**What the task asks:** Would you print the records as they stand, down to the last character?

**Data provided:**
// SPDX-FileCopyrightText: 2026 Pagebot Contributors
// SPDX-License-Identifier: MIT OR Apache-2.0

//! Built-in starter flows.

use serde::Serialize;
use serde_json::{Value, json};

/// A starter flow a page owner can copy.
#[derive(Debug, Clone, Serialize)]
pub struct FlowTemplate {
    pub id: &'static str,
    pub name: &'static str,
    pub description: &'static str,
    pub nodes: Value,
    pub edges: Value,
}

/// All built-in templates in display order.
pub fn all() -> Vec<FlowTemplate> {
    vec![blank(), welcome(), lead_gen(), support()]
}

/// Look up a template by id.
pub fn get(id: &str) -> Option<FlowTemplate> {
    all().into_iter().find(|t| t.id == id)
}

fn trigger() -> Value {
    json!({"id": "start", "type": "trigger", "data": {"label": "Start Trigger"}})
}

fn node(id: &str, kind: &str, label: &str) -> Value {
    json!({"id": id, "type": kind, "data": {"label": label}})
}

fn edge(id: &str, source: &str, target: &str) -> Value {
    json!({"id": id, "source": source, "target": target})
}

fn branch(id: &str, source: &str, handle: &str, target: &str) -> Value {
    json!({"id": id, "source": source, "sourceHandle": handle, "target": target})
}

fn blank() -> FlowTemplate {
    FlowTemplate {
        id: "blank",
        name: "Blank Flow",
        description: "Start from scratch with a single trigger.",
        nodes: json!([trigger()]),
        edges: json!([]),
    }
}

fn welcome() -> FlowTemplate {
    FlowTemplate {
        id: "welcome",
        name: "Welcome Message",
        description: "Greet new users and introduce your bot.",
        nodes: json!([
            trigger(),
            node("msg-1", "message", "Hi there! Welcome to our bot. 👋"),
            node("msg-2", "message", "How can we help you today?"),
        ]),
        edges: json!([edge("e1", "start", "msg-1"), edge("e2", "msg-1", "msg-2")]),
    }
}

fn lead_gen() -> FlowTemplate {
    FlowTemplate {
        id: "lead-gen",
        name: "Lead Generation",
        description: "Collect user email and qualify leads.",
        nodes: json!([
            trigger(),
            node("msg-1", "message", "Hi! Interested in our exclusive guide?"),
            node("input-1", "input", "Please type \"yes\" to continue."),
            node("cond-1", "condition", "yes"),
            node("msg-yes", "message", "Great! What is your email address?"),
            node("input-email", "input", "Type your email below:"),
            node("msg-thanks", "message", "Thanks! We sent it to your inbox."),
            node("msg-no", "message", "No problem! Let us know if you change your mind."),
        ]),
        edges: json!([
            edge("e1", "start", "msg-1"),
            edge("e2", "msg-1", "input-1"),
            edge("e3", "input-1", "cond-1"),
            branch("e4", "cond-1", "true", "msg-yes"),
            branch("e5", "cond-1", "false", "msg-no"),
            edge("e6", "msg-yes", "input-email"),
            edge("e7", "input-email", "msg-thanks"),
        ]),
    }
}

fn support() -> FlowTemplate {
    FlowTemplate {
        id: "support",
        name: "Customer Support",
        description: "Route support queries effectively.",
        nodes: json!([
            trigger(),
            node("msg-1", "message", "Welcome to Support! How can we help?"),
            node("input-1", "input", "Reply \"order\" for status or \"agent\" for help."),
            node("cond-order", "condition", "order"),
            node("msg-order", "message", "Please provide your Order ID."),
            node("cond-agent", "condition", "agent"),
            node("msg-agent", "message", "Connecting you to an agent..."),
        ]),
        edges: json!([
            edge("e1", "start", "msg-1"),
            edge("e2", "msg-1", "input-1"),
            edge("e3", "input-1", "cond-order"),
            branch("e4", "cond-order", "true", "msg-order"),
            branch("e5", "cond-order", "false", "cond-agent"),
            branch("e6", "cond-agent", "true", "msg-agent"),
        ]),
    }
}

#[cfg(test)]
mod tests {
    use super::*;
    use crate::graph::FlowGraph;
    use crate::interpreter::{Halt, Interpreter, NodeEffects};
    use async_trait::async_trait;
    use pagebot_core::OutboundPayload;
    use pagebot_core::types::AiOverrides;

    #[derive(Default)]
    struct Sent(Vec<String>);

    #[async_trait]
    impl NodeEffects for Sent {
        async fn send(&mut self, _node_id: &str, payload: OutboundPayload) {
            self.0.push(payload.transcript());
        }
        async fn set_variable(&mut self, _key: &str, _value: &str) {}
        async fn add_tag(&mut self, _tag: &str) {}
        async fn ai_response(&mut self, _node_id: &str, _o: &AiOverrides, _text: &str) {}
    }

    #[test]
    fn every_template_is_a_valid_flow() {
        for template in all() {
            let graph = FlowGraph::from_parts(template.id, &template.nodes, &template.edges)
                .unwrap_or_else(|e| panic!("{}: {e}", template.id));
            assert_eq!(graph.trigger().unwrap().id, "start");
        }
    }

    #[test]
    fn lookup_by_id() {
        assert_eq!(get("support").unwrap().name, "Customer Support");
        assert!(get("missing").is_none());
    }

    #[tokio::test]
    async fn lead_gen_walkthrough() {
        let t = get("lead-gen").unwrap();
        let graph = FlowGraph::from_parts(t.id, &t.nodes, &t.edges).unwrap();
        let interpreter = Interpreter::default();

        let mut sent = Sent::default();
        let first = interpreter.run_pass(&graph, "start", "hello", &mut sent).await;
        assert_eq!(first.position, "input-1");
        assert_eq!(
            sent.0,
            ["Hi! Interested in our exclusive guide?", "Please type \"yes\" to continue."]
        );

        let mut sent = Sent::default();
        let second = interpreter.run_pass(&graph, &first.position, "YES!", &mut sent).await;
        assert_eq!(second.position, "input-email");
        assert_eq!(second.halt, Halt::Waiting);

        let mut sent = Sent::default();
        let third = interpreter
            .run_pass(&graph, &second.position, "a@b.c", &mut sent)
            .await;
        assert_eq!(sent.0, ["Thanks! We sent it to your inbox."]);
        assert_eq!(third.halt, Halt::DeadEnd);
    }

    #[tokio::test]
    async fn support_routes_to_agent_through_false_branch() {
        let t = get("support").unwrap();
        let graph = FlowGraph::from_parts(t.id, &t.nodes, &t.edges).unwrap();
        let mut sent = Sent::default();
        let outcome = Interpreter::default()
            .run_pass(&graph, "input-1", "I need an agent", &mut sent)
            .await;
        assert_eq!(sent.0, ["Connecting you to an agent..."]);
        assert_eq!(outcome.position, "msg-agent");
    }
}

**Task solution:**
// SPDX-FileCopyrightText: 2026 Pagebot Contributors
// SPDX-License-Identifier: MIT OR Apache-2.0

//! Built-in starter flows.

use serde::Serialize;
use serde_json::{Value, json};

/// A starter flow a page owner can copy.
#[derive(Debug, Clone, Serialize)]
pub struct FlowTemplate {
    pub id: &'static str,
    pub name: &'static str,
    pub description: &'static str,
    pub nodes: Value,
    pub edges: Value,
}

/// All built-in templates in display order.
pub fn all() -> Vec<FlowTemplate> {
    vec![blank(), welcome(), lead_gen(), support()]
}

/// Look up a template by id.
pub fn get(id: &str) -> Option<FlowTemplate> {
    all().into_iter().find(|t| t.id == id)
}

fn trigger() -> Value {
    json!({"id": "start", "type": "trigger", "data": {"label": "Start Trigger"}})
}

fn node(id: &str, kind: &str, label: &str) -> Value {
    json!({"id": id, "type": kind, "data": {"label": label}})
}

fn edge(id: &str, source: &str, target: &str) -> Value {
    json!({"id": id, "source": source, "target": target})
}

fn branch(id: &str, source: &str, handle: &str, target: &str) -> Value {
    json!({"id": id, "source": source, "sourceHandle": handle, "target": target})
}

fn blank() -> FlowTemplate {
    FlowTemplate {
        id: "blank",
        name: "Blank Flow",
        description: "Start from scratch with a single trigger.",
        nodes: json!([trigger()]),
        edges: json!([]),
    }
}

fn welcome() -> FlowTemplate {
    FlowTemplate {
        id: "welcome",
        name: "Welcome Message",
        description: "Greet new users and introduce your bot.",
        nodes: json!([
            trigger(),
            node("msg-1", "message", "Hi there! Welcome to our bot. 👋"),
            node("msg-2", "message", "How can we help you today?"),
        ]),
        edges: json!([edge("e1", "start", "msg-1"), edge("e2", "msg-1", "msg-2")]),
    }
}

fn lead_gen() -> FlowTemplate {
    FlowTemplate {
        id: "lead-gen",
        name: "Lead Generation",
        description: "Collect user email and qualify leads.",
        nodes: json!([
            trigger(),
            node("msg-1", "message", "Hi! Interested in our exclusive guide?"),
            node("input-1", "input", "Please type \"yes\" to continue."),
            node("cond-1", "condition", "yes"),
            node("msg-yes", "message", "Great! What is your email address?"),
            node("input-email", "input", "Type your email below:"),
            node("msg-thanks", "message", "Thanks! We sent it to your inbox."),
            node("msg-no", "message", "No problem! Let us know if you change your mind."),
        ]),
        edges: json!([
            edge("e1", "start", "msg-1"),
            edge("e2", "msg-1", "input-1"),
            edge("e3", "input-1", "cond-1"),
            branch("e4", "cond-1", "true", "msg-yes"),
            branch("e5", "cond-1", "false", "msg-no"),
            edge("e6", "msg-yes", "input-email"),
            edge("e7", "input-email", "msg-thanks"),
        ]),
    }
}

fn support() -> FlowTemplate {
    FlowTemplate {
        id: "support",
        name: "Customer Support",
        description: "Route support queries effectively.",
        nodes: json!([
            trigger(),
            node("msg-1", "message", "Welcome to Support! How can we help?"),
            node("input-1", "input", "Reply \"order\" for status or \"agent\" for help."),
            node("cond-order", "condition", "order"),
            node("msg-order", "message", "Please provide your Order ID."),
            node("cond-agent", "condition", "agent"),
            node("msg-agent", "message", "Connecting you to an agent..."),
        ]),
        edges: json!([
            edge("e1", "start", "msg-1"),
            edge("e2", "msg-1", "input-1"),
            edge("e3", "input-1", "cond-order"),
            branch("e4", "cond-order", "true", "msg-order"),
            branch("e5", "cond-order", "false", "cond-agent"),
            branch("e6", "cond-agent", "true", "msg-agent"),
        ]),
    }
}

#[cfg(test)]
mod tests {
    use super::*;
    use crate::graph::FlowGraph;
    use crate::interpreter::{Halt, Interpreter, NodeEffects};
    use async_trait::async_trait;
    use pagebot_core::OutboundPayload;
    use pagebot_core::types::AiOverrides;

    #[derive(Default)]
    struct Sent(Vec<String>);

    #[async_trait]
    impl NodeEffects for Sent {
        async fn send(&mut self, _node_id: &str, payload: OutboundPayload) {
            self.0.push(payload.transcript());
        }
        async fn set_variable(&mut self, _key: &str, _value: &str) {}
        async fn add_tag(&mut self, _tag: &str) {}
        async fn ai_response(&mut self, _node_id: &str, _o: &AiOverrides, _text: &str) {}
    }

    #[test]
    fn every_template_is_a_valid_flow() {
        for template in all() {
            let graph = FlowGraph::from_parts(template.id, &template.nodes, &template.edges)
                .unwrap_or_else(|e| panic!("{}: {e}", template.id));
            assert_eq!(graph.trigger().unwrap().id, "start");
        }
    }

    #[test]
    fn lookup_by_id() {
        assert_eq!(get("support").unwrap().name, "Customer Support");
        assert!(get("missing").is_none());
    }

    #[tokio::test]
    async fn lead_gen_walkthrough() {
        let t = get("lead-gen").unwrap();
        let graph = FlowGraph::from_parts(t.id, &t.nodes, &t.edges).unwrap();
        let interpreter = Interpreter::default();

        let mut sent = Sent::default();
        let first = interpreter.run_pass(&graph, "start", "hello", &mut sent).await;
        assert_eq!(first.position, "input-1");
        assert_eq!(
            sent.0,
            ["Hi! Interested in our exclusive guide?", "Please type \"yes\" to continue."]
        );

        let mut sent = Sent::default();
        let second = interpreter.run_pass(&graph, &first.position, "YES!", &mut sent).await;
        assert_eq!(second.position, "input-email");
        assert_eq!(second.halt, Halt::Waiting);

        let mut sent = Sent::default();
        let third = interpreter
            .run_pass(&graph, &second.position, "a@b.c", &mut sent)
            .await;
        assert_eq!(sent.0, ["Thanks! We sent it to your inbox."]);
        assert_eq!(third.halt, Halt::DeadEnd);
    }

    #[tokio::test]
    async fn support_routes_to_agent_through_false_branch() {
        let t = get("support").unwrap();
        let graph = FlowGraph::from_parts(t.id, &t.nodes, &t.edges).unwrap();
        let mut sent = Sent::default();
        let outcome = Interpreter::default()
            .run_pass(&graph, "input-1", "I need an agent", &mut sent)
            .await;
        assert_eq!(sent.0, ["Connecting you to an agent..."]);
        assert_eq!(outcome.position, "msg-agent");
    }
}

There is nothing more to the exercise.